Data records Block Start
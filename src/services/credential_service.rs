use std::sync::Arc;
use thiserror::Error;
use tracing::{debug, info};

use crate::auth::{HashingError, IssuedToken, PasswordHasher, TokenError, TokenIssuer};
use crate::database::models::UserResponse;
use crate::database::{DatabaseError, UserRepository};
use crate::validator::{Credentials, FieldError, Validator};

#[derive(Debug, Error)]
pub enum CredentialError {
    #[error("validation failed")]
    Validation(Vec<FieldError>),

    #[error("email is already registered")]
    DuplicateEmail,

    #[error("invalid email or password")]
    InvalidCredentials,

    #[error(transparent)]
    Hashing(#[from] HashingError),

    #[error(transparent)]
    Token(#[from] TokenError),

    #[error(transparent)]
    Database(DatabaseError),
}

impl From<DatabaseError> for CredentialError {
    fn from(err: DatabaseError) -> Self {
        match err {
            DatabaseError::UniqueViolation(_) => CredentialError::DuplicateEmail,
            other => CredentialError::Database(other),
        }
    }
}

/// Sign-up and login on top of the user store, the hasher and the token issuer
pub struct CredentialService {
    users: Arc<dyn UserRepository>,
    hasher: Arc<dyn PasswordHasher>,
    tokens: Arc<TokenIssuer>,
    validator: Arc<dyn Validator<Credentials>>,
}

impl CredentialService {
    pub fn new(
        users: Arc<dyn UserRepository>,
        hasher: Arc<dyn PasswordHasher>,
        tokens: Arc<TokenIssuer>,
        validator: Arc<dyn Validator<Credentials>>,
    ) -> Self {
        Self {
            users,
            hasher,
            tokens,
            validator,
        }
    }

    /// Register a new account. Uniqueness is left to the store's constraint.
    pub async fn sign_up(&self, credentials: Credentials) -> Result<UserResponse, CredentialError> {
        let errors = self.validator.validate(&credentials);
        if !errors.is_empty() {
            return Err(CredentialError::Validation(errors));
        }

        let hash = self.hasher.hash(&credentials.password).await?;
        let user = self.users.create_user(&credentials.email, &hash).await?;

        info!(user_id = user.id, "user signed up");
        Ok(UserResponse::from(user))
    }

    /// Check credentials and mint a session token.
    ///
    /// Unknown email and wrong password both yield `InvalidCredentials`, and both pay
    /// for one full hash verification.
    pub async fn login(&self, credentials: Credentials) -> Result<IssuedToken, CredentialError> {
        let Some(user) = self.users.find_by_email(&credentials.email).await? else {
            self.hasher.verify_dummy(&credentials.password).await?;
            debug!("login rejected");
            return Err(CredentialError::InvalidCredentials);
        };

        if !self.hasher.verify(&credentials.password, &user.password_hash).await? {
            debug!("login rejected");
            return Err(CredentialError::InvalidCredentials);
        }

        let issued = self.tokens.issue(user.id)?;
        info!(user_id = user.id, "user logged in");
        Ok(issued)
    }

    pub fn token_issuer(&self) -> &TokenIssuer {
        &self.tokens
    }
}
Data records Block End
Task description » Quote all of the entries verbatim.

Response to the task »
filename src/services/credential_service.rs
use std::sync::Arc;
use thiserror::Error;
use tracing::{debug, info};

use crate::auth::{HashingError, IssuedToken, PasswordHasher, TokenError, TokenIssuer};
use crate::database::models::UserResponse;
use crate::database::{DatabaseError, UserRepository};
use crate::validator::{Credentials, FieldError, Validator};

#[derive(Debug, Error)]
pub enum CredentialError {
    #[error("validation failed")]
    Validation(Vec<FieldError>),

    #[error("email is already registered")]
    DuplicateEmail,

    #[error("invalid email or password")]
    InvalidCredentials,

    #[error(transparent)]
    Hashing(#[from] HashingError),

    #[error(transparent)]
    Token(#[from] TokenError),

    #[error(transparent)]
    Database(DatabaseError),
}

impl From<DatabaseError> for CredentialError {
    fn from(err: DatabaseError) -> Self {
        match err {
            DatabaseError::UniqueViolation(_) => CredentialError::DuplicateEmail,
            other => CredentialError::Database(other),
        }
    }
}

/// Sign-up and login on top of the user store, the hasher and the token issuer
pub struct CredentialService {
    users: Arc<dyn UserRepository>,
    hasher: Arc<dyn PasswordHasher>,
    tokens: Arc<TokenIssuer>,
    validator: Arc<dyn Validator<Credentials>>,
}

impl CredentialService {
    pub fn new(
        users: Arc<dyn UserRepository>,
        hasher: Arc<dyn PasswordHasher>,
        tokens: Arc<TokenIssuer>,
        validator: Arc<dyn Validator<Credentials>>,
    ) -> Self {
        Self {
            users,
            hasher,
            tokens,
            validator,
        }
    }

    /// Register a new account. Uniqueness is left to the store's constraint.
    pub async fn sign_up(&self, credentials: Credentials) -> Result<UserResponse, CredentialError> {
        let errors = self.validator.validate(&credentials);
        if !errors.is_empty() {
            return Err(CredentialError::Validation(errors));
        }

        let hash = self.hasher.hash(&credentials.password).await?;
        let user = self.users.create_user(&credentials.email, &hash).await?;

        info!(user_id = user.id, "user signed up");
        Ok(UserResponse::from(user))
    }

    /// Check credentials and mint a session token.
    ///
    /// Unknown email and wrong password both yield `InvalidCredentials`, and both pay
    /// for one full hash verification.
    pub async fn login(&self, credentials: Credentials) -> Result<IssuedToken, CredentialError> {
        let Some(user) = self.users.find_by_email(&credentials.email).await? else {
            self.hasher.verify_dummy(&credentials.password).await?;
            debug!("login rejected");
            return Err(CredentialError::InvalidCredentials);
        };

        if !self.hasher.verify(&credentials.password, &user.password_hash).await? {
            debug!("login rejected");
            return Err(CredentialError::InvalidCredentials);
        }

        let issued = self.tokens.issue(user.id)?;
        info!(user_id = user.id, "user logged in");
        Ok(issued)
    }

    pub fn token_issuer(&self) -> &TokenIssuer {
        &self.tokens
    }
}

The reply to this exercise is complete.